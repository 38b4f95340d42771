//! Per-location occupancy state

use super::sensors::SensorBinding;
use super::timer::OccupancyTimer;
use crate::domain::metadata::LocationSettings;
use chrono::{DateTime, Local};
use rustc_hash::FxHashMap;
use serde::Serialize;
use std::collections::BTreeSet;
use std::time::Duration;

/// One location in the occupancy tree
///
/// Nodes live in the graph's arena and refer to each other by name; the
/// parent link is a lookup key, never ownership.
#[derive(Debug)]
pub struct LocationNode {
    pub(crate) name: String,
    pub(crate) parent: Option<String>,
    pub(crate) children: BTreeSet<String>,
    pub(crate) occupied: bool,
    pub(crate) timer: OccupancyTimer,
    pub(crate) lock_depth: u32,
    /// Token of the live auto-release timer
    pub(crate) lock_timer: Option<u64>,
    /// Countdown left when the node was locked
    pub(crate) frozen_remaining: Option<Duration>,
    pub(crate) settings: LocationSettings,
    /// Sensor bindings keyed by item name, created on first event
    pub(crate) bindings: FxHashMap<String, SensorBinding>,
}

impl LocationNode {
    pub fn new(name: &str, settings: LocationSettings, occupied: bool) -> Self {
        Self {
            name: name.to_string(),
            parent: None,
            children: BTreeSet::new(),
            occupied,
            timer: OccupancyTimer::default(),
            lock_depth: 0,
            lock_timer: None,
            frozen_remaining: None,
            settings,
            bindings: FxHashMap::default(),
        }
    }

    pub fn name(&self) -> &str {
        &self.name
    }

    pub fn is_occupied(&self) -> bool {
        self.occupied
    }

    pub fn is_locked(&self) -> bool {
        self.lock_depth > 0
    }

    pub fn lock_depth(&self) -> u32 {
        self.lock_depth
    }

    pub fn occupied_until(&self) -> Option<DateTime<Local>> {
        self.timer.expires_at
    }

    pub fn parent(&self) -> Option<&str> {
        self.parent.as_deref()
    }

    pub fn children(&self) -> impl Iterator<Item = &str> {
        self.children.iter().map(String::as_str)
    }

    pub fn settings(&self) -> &LocationSettings {
        &self.settings
    }

    pub fn snapshot(&self) -> NodeSnapshot {
        NodeSnapshot {
            name: self.name.clone(),
            parent: self.parent.clone(),
            children: self.children.iter().cloned().collect(),
            occupied: self.occupied,
            occupied_until: self.timer.expires_at,
            lock_depth: self.lock_depth,
            frozen_remaining_secs: self.frozen_remaining.map(|d| d.as_secs()),
            default_minutes: self.settings.time_minutes,
        }
    }
}

/// Read-only view of a node for inspection and logging
#[derive(Debug, Clone, PartialEq, Serialize)]
pub struct NodeSnapshot {
    pub name: String,
    pub parent: Option<String>,
    pub children: Vec<String>,
    pub occupied: bool,
    pub occupied_until: Option<DateTime<Local>>,
    pub lock_depth: u32,
    pub frozen_remaining_secs: Option<u64>,
    pub default_minutes: Option<u64>,
}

===

§ **Activity**
When the line containing "pub fn snapshot(&self)" is reached, return it and every later line through the end of the listing above, unaltered and alone.

§ **Result**
    pub fn snapshot(&self) -> NodeSnapshot {
        NodeSnapshot {
            name: self.name.clone(),
            parent: self.parent.clone(),
            children: self.children.iter().cloned().collect(),
            occupied: self.occupied,
            occupied_until: self.timer.expires_at,
            lock_depth: self.lock_depth,
            frozen_remaining_secs: self.frozen_remaining.map(|d| d.as_secs()),
            default_minutes: self.settings.time_minutes,
        }
    }
}

/// Read-only view of a node for inspection and logging
#[derive(Debug, Clone, PartialEq, Serialize)]
pub struct NodeSnapshot {
    pub name: String,
    pub parent: Option<String>,
    pub children: Vec<String>,
    pub occupied: bool,
    pub occupied_until: Option<DateTime<Local>>,
    pub lock_depth: u32,
    pub frozen_remaining_secs: Option<u64>,
    pub default_minutes: Option<u64>,
}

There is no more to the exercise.